== Material for the task
//! Sampler: pulls its input at a fixed rate and pushes the result.
//!
//! Attributes: `frequency` in Hz (default 1), `offset` in seconds added to
//! the sampling time (default 0).

use crate::config::SubgraphConfig;
use crate::dataflow::{
    BuildContext, Component, ComponentCore, ComponentFactory, Construct, DataflowError,
    DataflowResult, PullConsumer, PushSupplier, WorkerSlot,
};
use crate::measurement::{
    Button, ErrorPose, ErrorPosition, Matrix3x3, Matrix3x4f, Payload, Pose, Position, Position2D,
    Rotation, Timestamp, Vector4d,
};
use std::time::Duration;

pub(crate) fn register(factory: &mut ComponentFactory) {
    factory.register::<Sampler<Pose>>("PoseSampler");
    factory.register::<Sampler<ErrorPose>>("ErrorPoseSampler");
    factory.register::<Sampler<ErrorPosition>>("ErrorPositionSampler");
    factory.register::<Sampler<Rotation>>("RotationSampler");
    factory.register::<Sampler<Position>>("PositionSampler");
    factory.register::<Sampler<Matrix3x3>>("Matrix3x3Sampler");
    factory.register::<Sampler<Matrix3x4f>>("Matrix3x4Sampler");
    factory.register::<Sampler<Button>>("ButtonSampler");
    factory.register::<Sampler<Vec<Position2D>>>("PositionList2Sampler");
    factory.register::<Sampler<Vec<Position>>>("PositionListSampler");
    factory.register::<Sampler<Vec<Pose>>>("PoseListSampler");
    factory.register::<Sampler<Vector4d>>("Vector4DSampler");
}

pub struct Sampler<T> {
    core: ComponentCore,
    input: PullConsumer<T>,
    output: PushSupplier<T>,
    period: Duration,
    offset_ns: i64,
    worker: WorkerSlot,
}

impl<T: Payload> Construct for Sampler<T> {
    fn construct(config: &SubgraphConfig, ctx: &BuildContext) -> DataflowResult<Self> {
        let frequency: f64 = config.attr_or("frequency", 1.0)?;
        if !(frequency > 0.0 && frequency.is_finite()) {
            return Err(DataflowError::invalid_attribute(
                &config.id,
                "frequency",
                format!("must be positive, got {frequency}"),
            ));
        }
        let period = Duration::try_from_secs_f64(frequency.recip())
            .map_err(|e| DataflowError::invalid_attribute(&config.id, "frequency", format!("{frequency}: {e}")))?;
        let offset: f64 = config.attr_or("offset", 0.0)?;

        let mut core = ComponentCore::new(config, ctx);
        let input = core.pull_consumer::<T>("Input")?;
        let output = core.push_supplier::<T>("Output")?;
        Ok(Self {
            core,
            input,
            output,
            period,
            offset_ns: (offset * 1e9) as i64,
            worker: WorkerSlot::new(),
        })
    }
}

impl<T: Payload> Component for Sampler<T> {
    fn core(&self) -> &ComponentCore {
        &self.core
    }

    fn on_start(&self) -> DataflowResult<()> {
        let input = self.input.clone();
        let output = self.output.clone();
        let span = self.core.span().clone();
        let (period, offset_ns) = (self.period, self.offset_ns);
        tracing::info!("Sampling every {:?}", period);
        self.worker.start(format!("sampler-{}", self.name()), move |stop| {
            let _entered = span.enter();
            stop.run_periodic(period, || {
                let t = Timestamp::now().offset_nanos(offset_ns);
                match input.get(t) {
                    Ok(m) => output.send(m),
                    Err(err) => tracing::warn!(category = %err.category(), "Sampling failed: {}", err),
                }
            });
        })
    }

    fn on_stop(&self) {
        self.worker.stop();
    }
}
====
Problem requirements
Reply with the lines from the one that contains "let input = self.input.clone();" through the last line of the material above, copied exactly and nothing else.

Solution to the exercise
        let input = self.input.clone();
        let output = self.output.clone();
        let span = self.core.span().clone();
        let (period, offset_ns) = (self.period, self.offset_ns);
        tracing::info!("Sampling every {:?}", period);
        self.worker.start(format!("sampler-{}", self.name()), move |stop| {
            let _entered = span.enter();
            stop.run_periodic(period, || {
                let t = Timestamp::now().offset_nanos(offset_ns);
                match input.get(t) {
                    Ok(m) => output.send(m),
                    Err(err) => tracing::warn!(category = %err.category(), "Sampling failed: {}", err),
                }
            });
        })
    }

    fn on_stop(&self) {
        self.worker.stop();
    }
}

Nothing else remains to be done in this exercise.